The defendants against whom judgment was rendered appealed.
The trial court held that the mortgages and deed of assignment constituted one and the same transaction, an evasion of the assignment act, and that the mortgages were by reason thereof void as to the creditors for whose benefit they were executed.
„ It has been repeatedly held in states having assignment statutes similar to our own, where an insolvent corporation had executód different mortgages on all of its property to secure preferred creditors, intending at the same time to make, and did shortly thereafter make, an assignment subject to such mortgages for the benefit of all its creditors, that the mortgages and assignment were one and the same transaction, and an evasion of the statutes. Ellison v. Moses, 95 Ala. 221; Holt v. Bancroft, 30 Ala. 193; Bank v. Bard, 59 Hun, 529; Berger v. Varrelmann, 127 N. Y. 281; Peed v. Elliott, 134 Ind. 536; Preston v. Spaulding, 120 Ill. 208; Jones v. Kellogg, 51 Kan. 263; Hardware Co. v. Implement Co., 47 Kan. 423; Bank v. Sands, 47 Kan. 591; Kellogg v. Root, 23 Fed. Rep. 525; Berry v. Cutts, 42 Me. 445; Van Patten v. Burr, 52 Iowa, 518.
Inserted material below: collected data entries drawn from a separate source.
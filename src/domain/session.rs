//! Auth Session
//!
//! What the auth provider hands back after sign-in.

use serde::{Deserialize, Serialize};

#[derive(Debug, Clone, PartialEq, Eq, Serialize, Deserialize)]
pub struct User {
    /// Stable identifier used as board owner
    pub id: String,
    #[serde(default)]
    pub email: Option<String>,
}

#[derive(Debug, Clone, PartialEq, Eq, Serialize, Deserialize)]
pub struct Session {
    pub access_token: String,
    #[serde(default)]
    pub refresh_token: Option<String>,
    /// Unix seconds
    #[serde(default)]
    pub expires_at: Option<i64>,
    pub user: User,
}

impl Session {
    pub fn user_id(&self) -> &str {
        &self.user.id
    }

    pub fn is_expired(&self, now_unix: i64) -> bool {
        self.expires_at.map(|at| at <= now_unix).unwrap_or(false)
    }
}
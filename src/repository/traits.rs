//! Repository Layer - Core Traits
//!
//! Defines the abstract interfaces of the hosted backend:
//! a row store, an auth provider and a blob store.
//! Implementations can use the hosted REST service, SQLite, etc.

use async_trait::async_trait;
use serde_json::Value;
use tokio::sync::watch;

use crate::domain::{DomainResult, Row, Session, Table};

/// Row filter. Filters passed together are AND-ed.
#[derive(Debug, Clone, PartialEq)]
pub enum Filter {
    /// `column = value`
    Eq(String, Value),
    /// `column in (values...)`
    In(String, Vec<Value>),
}

impl Filter {
    pub fn eq(column: &str, value: impl Into<Value>) -> Self {
        Filter::Eq(column.to_string(), value.into())
    }

    pub fn is_in<V: Into<Value>>(column: &str, values: impl IntoIterator<Item = V>) -> Self {
        Filter::In(column.to_string(), values.into_iter().map(Into::into).collect())
    }

    pub fn column(&self) -> &str {
        match self {
            Filter::Eq(c, _) | Filter::In(c, _) => c,
        }
    }

    /// Whether an in-memory row satisfies this filter
    pub fn matches(&self, row: &Row) -> bool {
        let value = row.get(self.column()).unwrap_or(&Value::Null);
        match self {
            Filter::Eq(_, expected) => value == expected,
            Filter::In(_, candidates) => candidates.iter().any(|c| c == value),
        }
    }
}

/// Select query: filters plus an optional ascending order-by column
#[derive(Debug, Clone, Default, PartialEq)]
pub struct Query {
    pub filters: Vec<Filter>,
    pub order_by: Option<String>,
}

impl Query {
    pub fn new() -> Self {
        Self::default()
    }

    pub fn eq(mut self, column: &str, value: impl Into<Value>) -> Self {
        self.filters.push(Filter::eq(column, value));
        self
    }

    pub fn is_in<V: Into<Value>>(mut self, column: &str, values: impl IntoIterator<Item = V>) -> Self {
        self.filters.push(Filter::is_in(column, values));
        self
    }

    /// Ascending order by `column`
    pub fn order(mut self, column: &str) -> Self {
        self.order_by = Some(column.to_string());
        self
    }
}

/// Row storage contract of the hosted database
///
/// An empty result set is success with zero rows, never an error.
#[async_trait]
pub trait RowStore: Send + Sync {
    /// Insert rows and return them as stored (with backend-assigned fields)
    async fn insert(&self, table: Table, rows: Vec<Row>) -> DomainResult<Vec<Row>>;

    /// Select rows matching every filter
    async fn select(&self, table: Table, query: &Query) -> DomainResult<Vec<Row>>;

    /// Apply `patch` to every row matching all filters
    async fn update(&self, table: Table, patch: Row, filters: &[Filter]) -> DomainResult<()>;

    /// Delete every row matching all filters
    async fn delete(&self, table: Table, filters: &[Filter]) -> DomainResult<()>;
}

/// Authentication provider
///
/// Session changes (sign-in, sign-out, token refresh) are published on a
/// watch channel; dropping the receiver unsubscribes.
#[async_trait]
pub trait AuthProvider: Send + Sync {
    fn current_session(&self) -> Option<Session>;

    fn subscribe(&self) -> watch::Receiver<Option<Session>>;

    async fn sign_in(&self, email: &str, password: &str) -> DomainResult<Session>;

    /// Register an account. `None` means the account waits for email confirmation.
    async fn sign_up(&self, email: &str, password: &str) -> DomainResult<Option<Session>>;

    async fn sign_out(&self) -> DomainResult<()>;
}

/// Upload options for the blob store
#[derive(Debug, Clone, PartialEq, Eq)]
pub struct UploadOptions {
    /// Cache lifetime in seconds, as sent in `cache-control`
    pub cache_control: String,
    /// Overwrite an existing object at the same path
    pub upsert: bool,
}

impl Default for UploadOptions {
    fn default() -> Self {
        Self {
            cache_control: "3600".to_string(),
            upsert: false,
        }
    }
}

/// Object storage
#[async_trait]
pub trait BlobStore: Send + Sync {
    /// Store `blob` at `bucket/path`, returning the stored key
    async fn upload(
        &self,
        bucket: &str,
        path: &str,
        blob: Vec<u8>,
        options: UploadOptions,
    ) -> DomainResult<String>;
}
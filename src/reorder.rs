//! Drag-and-drop reorder
//!
//! Turns a finished drag into position updates for lists or cards.
//! Lists are renumbered `0..n` in their new order and only lists whose
//! position changed are written. Cards follow the configured policy.

use kanban_dnd::{reinsert, DragKind, DragResult};
use serde::{Deserialize, Serialize};

use crate::domain::{Card, DomainError, DomainResult, List};
use crate::store::{AppState, BoardStore};

/// How a card drop is written back
#[derive(Debug, Clone, Copy, Default, PartialEq, Eq, Serialize, Deserialize)]
#[serde(rename_all = "snake_case")]
pub enum ReorderPolicy {
    /// Only the moved card: `list_id` and `position = destination index`.
    /// Siblings keep their positions, so ranks may collide.
    #[default]
    MovedOnly,
    /// Renumber the destination list (and the source list, if different) densely
    Renumber,
}

#[derive(Debug, Clone, PartialEq, Eq, Serialize)]
pub struct PositionUpdate {
    pub id: String,
    pub position: i64,
    /// New parent list, cards only
    #[serde(skip_serializing_if = "Option::is_none")]
    pub list_id: Option<String>,
}

impl PositionUpdate {
    fn list(id: &str, position: usize) -> Self {
        Self {
            id: id.to_string(),
            position: position as i64,
            list_id: None,
        }
    }

    fn card(id: &str, list_id: &str, position: usize) -> Self {
        Self {
            id: id.to_string(),
            position: position as i64,
            list_id: Some(list_id.to_string()),
        }
    }
}

/// Updates for one gesture, in the order they are issued
#[derive(Debug, Clone, PartialEq, Eq)]
pub enum ReorderPlan {
    Lists {
        board_id: String,
        updates: Vec<PositionUpdate>,
    },
    Cards { updates: Vec<PositionUpdate> },
}

impl ReorderPlan {
    pub fn updates(&self) -> &[PositionUpdate] {
        match self {
            ReorderPlan::Lists { updates, .. } | ReorderPlan::Cards { updates } => updates,
        }
    }

    /// Optimistic local patch; the refetch after the updates reconciles it
    pub(crate) fn apply_local(&self, state: &mut AppState) {
        match self {
            ReorderPlan::Lists { updates, .. } => {
                for u in updates {
                    if let Some(list) = state.lists.iter_mut().find(|l| l.id == u.id) {
                        list.position = u.position;
                    }
                }
                state.lists.sort_by_key(|l| l.position);
            }
            ReorderPlan::Cards { updates } => {
                for u in updates {
                    if let Some(card) = state.cards.iter_mut().find(|c| c.id == u.id) {
                        card.position = u.position;
                        if let Some(list_id) = &u.list_id {
                            card.list_id = list_id.clone();
                        }
                    }
                }
                state.cards.sort_by_key(|c| c.position);
            }
        }
    }
}

/// Plan the updates for a finished drag.
/// `None` for a cancelled drop, a drop back onto its origin, or a move that
/// changes no position.
pub fn plan(state: &AppState, drag: &DragResult, policy: ReorderPolicy) -> DomainResult<Option<ReorderPlan>> {
    let destination = match &drag.destination {
        Some(d) if !drag.is_noop() => d,
        _ => return Ok(None),
    };

    match drag.kind {
        DragKind::List => plan_lists(state, &drag.draggable_id, destination.index),
        DragKind::Card => {
            let updates = match policy {
                ReorderPolicy::MovedOnly => vec![PositionUpdate::card(
                    &drag.draggable_id,
                    &destination.container_id,
                    destination.index,
                )],
                ReorderPolicy::Renumber => {
                    renumber_cards(state, &drag.draggable_id, &destination.container_id, destination.index)?
                }
            };
            Ok((!updates.is_empty()).then_some(ReorderPlan::Cards { updates }))
        }
    }
}

fn plan_lists(state: &AppState, list_id: &str, to: usize) -> DomainResult<Option<ReorderPlan>> {
    let mut order: Vec<&List> = state.lists.iter().collect();
    order.sort_by_key(|l| l.position);

    let from = order
        .iter()
        .position(|l| l.id == list_id)
        .ok_or_else(|| DomainError::NotFound(format!("List {}", list_id)))?;
    let board_id = order[from].board_id.clone();
    reinsert(&mut order, from, to);

    let updates: Vec<PositionUpdate> = order
        .iter()
        .enumerate()
        .filter(|(i, l)| l.position != *i as i64)
        .map(|(i, l)| PositionUpdate::list(&l.id, i))
        .collect();

    Ok((!updates.is_empty()).then_some(ReorderPlan::Lists { board_id, updates }))
}

fn renumber_cards(state: &AppState, card_id: &str, dest_list: &str, to: usize) -> DomainResult<Vec<PositionUpdate>> {
    let moved: &Card = state
        .card(card_id)
        .ok_or_else(|| DomainError::NotFound(format!("Card {}", card_id)))?;
    let source_list = moved.list_id.as_str();

    let mut dest: Vec<&Card> = state
        .cards_in(dest_list)
        .into_iter()
        .filter(|c| c.id != card_id)
        .collect();
    dest.insert(to.min(dest.len()), moved);

    let mut updates: Vec<PositionUpdate> = dest
        .iter()
        .enumerate()
        .filter(|(i, c)| c.position != *i as i64 || c.list_id != dest_list)
        .map(|(i, c)| PositionUpdate::card(&c.id, dest_list, i))
        .collect();

    if source_list != dest_list {
        updates.extend(
            state
                .cards_in(source_list)
                .into_iter()
                .filter(|c| c.id != card_id)
                .enumerate()
                .filter(|(i, c)| c.position != *i as i64)
                .map(|(i, c)| PositionUpdate::card(&c.id, source_list, i)),
        );
    }
    Ok(updates)
}

/// Handle a finished drag: plan it, then apply it through the store.
/// Returns the number of updates written; zero means no backend call.
pub async fn on_drag_end(store: &BoardStore, drag: &DragResult) -> DomainResult<usize> {
    let snapshot = store.snapshot();
    match plan(&snapshot, drag, store.options().card_reorder)? {
        Some(plan) => {
            log::info!(
                "Reordering {:?} {}: {} updates",
                drag.kind,
                drag.draggable_id,
                plan.updates().len()
            );
            store.apply_reorder(plan).await
        }
        None => Ok(0),
    }
}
While the ruling of the court upon the question now under consideration is sustained by a great many adjudications, there are a large number, of equal merit, which hold to a contrary view, and, owing to the difference in the phraseology of the assignment laws under which both classes of decisions were made, it would be an unprofitable and useless task to undertake to either harmonize them or to point out in which way they *487differ. Among the latter class belong those of our own courts.
The case of Larrabee v. Franklin Bank, 114 Mo. 592, can not be regarded as an authority in support of the court’s ruling, as in that case the right of an insolvent corporation to prefer a bona fide creditor in the payment of his debt, and to secure him by a mortgage upon its property, is expressly recognized, and it was upon the facts developed in that case, that is, that the officers of the Franklin Bank were parties to, planned and carried out the entire scheme for the sale and purchase by them of about all of the assets of the insolvent company, and the execution of a deed of assignment on what little remained, and the keeping it from record until their ends were accomplished, that the transactions in connection therewith were, we think rightly, held to constitute but one and the same transaction and that the bank should not profit by an advantage thus obtained.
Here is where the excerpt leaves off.